Fopenze, a semelhança de vários desalojados do ciclone idai em Chimoio regressaram aos bairros de origem, para reorganizar a vida e muitos estão a recorrer ao mesmo material precário – blocos de argila, estacas e plásticos – para construir em solos arenosos e de barro, os mais fustigados pelas chuvas.
“Viver no centro já não era viável. Era preciso se movimentar em ‘biscates’ para garantir a sobrevivência da família” disse à Lusa Paulo Mariano, outro sobrevivente, adiantando que “não existe outra opção, que construir tudo como antes, nos mesmos terrenos, porque faltam recursos para melhorar”.
O governo desativou no início de abril vários centros de acomodação em Chimoio e Dombe (Sussundenga), devolvendo à proveniência 19 mil pessoas afetadas pelo ciclone Idai.

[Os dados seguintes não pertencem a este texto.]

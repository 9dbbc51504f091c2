//! Critic
//!
//! Coerces free-form model judgments into validated structured data.
//!
//! ```text
//! completion ──► strip fences ──► fix & parse ──► schema check ──► (success, critique)
//!      ▲                                               │
//!      └────────────── retry (bounded) ◄───────────────┘
//! ```

pub mod agent;
pub mod manual;
pub mod repair;
pub mod validator;

pub use agent::Critic;
pub use manual::ManualReviewer;
pub use repair::{fix_and_parse_json, strip_code_fences};
pub use validator::{parse_response, ResponseValidator, ValidatedResponse};
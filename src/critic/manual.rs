//! Manual Review
//!
//! Human-in-the-loop judgment with the same return shape as the automated
//! validator. Generic over reader/writer so terminals and tests share it.

use std::io::{self, BufRead, Write};

use super::validator::ValidatedResponse;

pub struct ManualReviewer<R, W> {
    input: R,
    output: W,
}

impl<R: BufRead, W: Write> ManualReviewer<R, W> {
    pub fn new(input: R, output: W) -> Self {
        Self { input, output }
    }

    fn ask(&mut self, question: &str) -> io::Result<String> {
        write!(self.output, "{}", question)?;
        self.output.flush()?;

        let mut line = String::new();
        if self.input.read_line(&mut line)? == 0 {
            return Err(io::Error::new(
                io::ErrorKind::UnexpectedEof,
                "input closed during manual review",
            ));
        }
        Ok(line.trim().to_string())
    }

    /// Ask until the reviewer confirms (`y` or empty answer)
    pub fn review(&mut self) -> io::Result<ValidatedResponse> {
        loop {
            let success = self.ask("Success? (y/n) ")?.eq_ignore_ascii_case("y");
            let critique = self.ask("Enter your critique: ")?;
            writeln!(self.output, "Success: {}\nCritique: {}", success, critique)?;

            let confirm = self.ask("Confirm? (y/n) ")?;
            if confirm.is_empty() || confirm == "y" {
                return Ok(ValidatedResponse { success, critique });
            }
        }
    }
}

#[cfg(test)]
mod tests {
    use super::*;
    use std::io::Cursor;

    #[test]
    fn test_confirmed_first_pass() {
        let mut out = Vec::new();
        let mut reviewer = ManualReviewer::new(Cursor::new("y\nlooks good\ny\n"), &mut out);
        let r = reviewer.review().unwrap();
        assert_eq!(r, ValidatedResponse::new(true, "looks good"));
        assert!(String::from_utf8(out).unwrap().contains("Critique: looks good"));
    }

    #[test]
    fn test_empty_confirmation_accepts() {
        let mut reviewer = ManualReviewer::new(Cursor::new("n\n\n\n"), Vec::new());
        assert_eq!(reviewer.review().unwrap(), ValidatedResponse::new(false, ""));
    }

    #[test]
    fn test_rejection_restarts() {
        let input = "y\nfirst\nn\nn\nsecond\ny\n";
        let mut reviewer = ManualReviewer::new(Cursor::new(input), Vec::new());
        assert_eq!(reviewer.review().unwrap(), ValidatedResponse::new(false, "second"));
    }

    #[test]
    fn test_eof_is_an_error() {
        let mut reviewer = ManualReviewer::new(Cursor::new("y\n"), Vec::new());
        assert!(reviewer.review().is_err());
    }
}
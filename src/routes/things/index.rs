use actix_web::{get, web};

use crate::db::{thing, DatabaseRouter};
use crate::types::{
    response::{Page, PageResult},
    thing::ThingView,
};
use crate::views::Views;

#[get("/")]
async fn index(db: web::Data<DatabaseRouter>, views: web::Data<Views>) -> PageResult {
    let things = db
        .run_read_only(|conn| async move { thing::list_newest_first(&conn).await })
        .await?;

    let things: Vec<ThingView> = things.into_iter().map(ThingView::from).collect();
    Ok(Page::Ok(views.things_index(&things)?))
}
mod common;

use common::{names_in, seed_thing, test_data, TestContext};
use things::db::{thing, Role};
use things::types::error::AppError;

#[actix_web::test]
async fn test_read_only_without_follower_allows_writes() {
    let ctx = TestContext::new().await;

    let created = ctx
        .db
        .run_read_only(|conn| async move {
            assert_eq!(conn.role(), Role::Writing);
            let conn = conn.writable()?;
            thing::insert(&conn, test_data::named("Lamp")).await
        })
        .await
        .expect("Write inside read-only block should succeed without a follower");

    assert_eq!(created.name.as_deref(), Some("Lamp"));

    let listed = ctx
        .db
        .run_read_only(|conn| async move { thing::list_newest_first(&conn).await })
        .await
        .unwrap();
    assert_eq!(listed.len(), 1);
}

#[actix_web::test]
async fn test_read_only_with_follower_rejects_writes() {
    let ctx = TestContext::with_follower().await;
    assert!(ctx.db.has_follower());

    let result = ctx
        .db
        .run_read_only(|conn| async move {
            assert_eq!(conn.role(), Role::Reading);
            let conn = conn.writable()?;
            thing::insert(&conn, test_data::named("Lamp")).await
        })
        .await;

    assert!(matches!(result, Err(AppError::ReadOnlyViolation)));

    // nothing reached either database
    assert!(names_in(&ctx.conn).await.is_empty());
    assert!(names_in(ctx.follower()).await.is_empty());
}

#[actix_web::test]
async fn test_reads_go_to_follower_and_writes_to_primary() {
    let ctx = TestContext::with_follower().await;
    seed_thing(ctx.follower(), "Replicated").await;

    ctx.db
        .run_writable(|conn| async move { thing::insert(&conn, test_data::named("Desk")).await })
        .await
        .expect("Writes go to the primary even with a follower configured");

    assert_eq!(names_in(&ctx.conn).await, [Some("Desk".to_string())]);
    assert_eq!(names_in(ctx.follower()).await, [Some("Replicated".to_string())]);

    let listed = ctx
        .db
        .run_read_only(|conn| async move { thing::list_newest_first(&conn).await })
        .await
        .unwrap();

    let names: Vec<_> = listed.iter().map(|t| t.name.as_deref().unwrap()).collect();
    assert_eq!(names, ["Replicated"]);
}

#[actix_web::test]
async fn test_readable_on_writable_reads_primary() {
    let ctx = TestContext::with_follower().await;
    seed_thing(ctx.follower(), "Replicated").await;

    let listed = ctx
        .db
        .run_writable(|conn| async move {
            thing::insert(&conn, test_data::named("Desk")).await?;
            let conn = conn.readable();
            assert_eq!(conn.role(), Role::Writing);
            thing::list_newest_first(&conn).await
        })
        .await
        .unwrap();

    assert_eq!(listed.len(), 1);
    assert_eq!(listed[0].name.as_deref(), Some("Desk"));
}

#[actix_web::test]
async fn test_errors_from_work_pass_through() {
    let ctx = TestContext::new().await;

    let result: Result<(), AppError> = ctx
        .db
        .run_read_only(|_conn| async move { Err(AppError::Internal("boom".into())) })
        .await;

    assert!(matches!(result, Err(AppError::Internal(msg)) if msg == "boom"));
}

#[actix_web::test]
async fn test_ping_reaches_primary() {
    let ctx = TestContext::new().await;
    ctx.db.ping().await.expect("Ping should succeed");
}
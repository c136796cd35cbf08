use sea_orm_migration::{prelude::*, sea_orm::DbBackend};

#[derive(DeriveMigrationName)]
pub struct Migration;

#[async_trait::async_trait]
impl MigrationTrait for Migration {
    async fn up(&self, manager: &SchemaManager) -> Result<(), DbErr> {
        // Replaces any existing table of the same name.
        let mut drop_existing = Table::drop();
        drop_existing.table(Things::Table).if_exists();
        if manager.get_database_backend() == DbBackend::Postgres {
            drop_existing.cascade();
        }
        manager.drop_table(drop_existing).await?;

        manager
            .create_table(
                Table::create()
                    .table(Things::Table)
                    .col(
                        ColumnDef::new(Things::Id)
                            .integer()
                            .not_null()
                            .auto_increment()
                            .primary_key()
                    )
                    .col(
                        ColumnDef::new(Things::CreatedAt)
                            .timestamp_with_time_zone()
                            .not_null()
                    )
                    .col(
                        ColumnDef::new(Things::UpdatedAt)
                            .timestamp_with_time_zone()
                            .not_null()
                    )
                    .col(
                        ColumnDef::new(Things::Name)
                            .string()
                            .null()
                    )
                    .to_owned()
            )
            .await?;
        Ok(())
    }

    async fn down(&self, manager: &SchemaManager) -> Result<(), DbErr> {
        manager
            .drop_table(
                Table::drop()
                    .table(Things::Table)
                    .if_exists()
                    .to_owned(),
            )
            .await?;
        Ok(())
    }
}

#[derive(DeriveIden)]
enum Things {
    Table,
    Id,
    Name,
    CreatedAt,
    UpdatedAt,
}
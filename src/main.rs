use std::io;

use actix_web::{middleware::Logger, web, App, HttpServer};
use things::config::EnvConfig;
use things::db::DatabaseRouter;
use things::routes::configure_routes;
use things::views::Views;
use tracing::info;

#[actix_web::main]
async fn main() -> io::Result<()> {
    env_logger::init();
    let config = EnvConfig::from_env()
        .map_err(|e| io::Error::new(io::ErrorKind::InvalidInput, e))?;

    // Migrate from the main process only. Each worker opens its own pools below.
    DatabaseRouter::connect(&config.database)
        .await
        .map_err(io::Error::other)?
        .migrate()
        .await
        .map_err(io::Error::other)?;

    let views = web::Data::new(Views::new().map_err(|e| io::Error::other(e.to_string()))?);
    let database = config.database.clone();

    info!(
        environment = %config.server.environment,
        workers = config.server.workers,
        threads = config.server.threads,
        "Starting server on port {}",
        config.server.port
    );

    HttpServer::new(move || {
        let database = database.clone();

        App::new()
            .wrap(Logger::default())
            .app_data(views.clone())
            .data_factory(move || {
                let database = database.clone();
                async move { DatabaseRouter::connect(&database).await }
            })
            .configure(configure_routes)
    })
    .workers(config.server.workers)
    .bind(("0.0.0.0", config.server.port))?
    .run()
    .await
}
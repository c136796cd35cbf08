pub use sea_orm_migration::prelude::*;

mod m20210214_202514_create_things_table;

pub struct Migrator;

#[async_trait::async_trait]
impl MigratorTrait for Migrator {
    fn migrations() -> Vec<Box<dyn MigrationTrait>> {
        vec![Box::new(m20210214_202514_create_things_table::Migration)]
    }
}
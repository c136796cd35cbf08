pub mod error;
pub mod response;
pub mod thing;
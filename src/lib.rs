pub mod config;
pub mod db;
pub mod routes;
pub mod types;
pub mod views;
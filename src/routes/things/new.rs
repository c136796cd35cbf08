use actix_web::{get, web};

use crate::types::{
    response::{Page, PageResult},
    thing::ThingParams,
};
use crate::views::Views;

#[get("/new")]
async fn new(views: web::Data<Views>) -> PageResult {
    Ok(Page::Ok(views.things_new(&ThingParams::default(), &[])?))
}
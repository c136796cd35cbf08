use sea_orm::entity::prelude::*;
use serde::{Deserialize, Serialize};

#[derive(Clone, Debug, PartialEq, Eq, DeriveEntityModel, Serialize, Deserialize)]
#[sea_orm(table_name = "things")]
pub struct Model {
    #[sea_orm(primary_key)]
    pub id: i32,
    pub name: Option<String>,
    pub created_at: DateTimeUtc,
    pub updated_at: DateTimeUtc,
}

#[derive(Copy, Clone, Debug, EnumIter, DeriveRelation)]
pub enum Relation {}

impl ActiveModelBehavior for ActiveModel {}
pub mod thing;

/*
 A thing is only a name with timestamps. Rows are created by the web app and
 never updated or deleted, so updated_at always equals created_at today.
 */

Vários centros de acolhimento ficavam desertos durante o dia, pois os seus “inquilinos” iam reconstruir as habitações durante o dia, e só regressavam as tendas para pernoitar, testemunhou a Lusa nos locais.
Uns deixaram os centros por iniciativa própria, por considerar os lugares de não cómodos para gestão familiar, mas outros, nem tanto, foram forçados a sair dos locais, para dar lugar a aulas.
“Era mais preferível voltar a vender bananas em molho e ter uns 10 meticais (13 centavos de euro) por dia, que ficar à espera duma refeição, por vezes incerta e noutras vezes, era simples papa de soja” desabafa à Meque Lourenço, um outro sobrevivente.
Agora quase todos lutam contra a especulação de preços, com o pão, arroz e sal a dispararem a cada dia que passa, devido à falta de produtos.
Pelo menos 10 estabelecimentos comerciais foram multados em Manica desde a passagem do ciclone Idai, por especulação de preços, que “tornam ainda mais caras as aldeias (atingidas pelo ciclone)”, que têm Chimoio como principal mercado para se abastecer, explica à Lusa, Arnaldo Naico, porta-voz do governo de Manica e diretor provincial da Indústria e Comércio.
O ciclone Idai atingiu a região centro de Moçambique, o Maláui e o Zimbabué em 14 de março.
Em Moçambique, o ciclone provocou mais de 600 mortos, mais de 1600 feridos e afetou mais de 1,5 milhões de pessoas, segundo o mais recente balanço.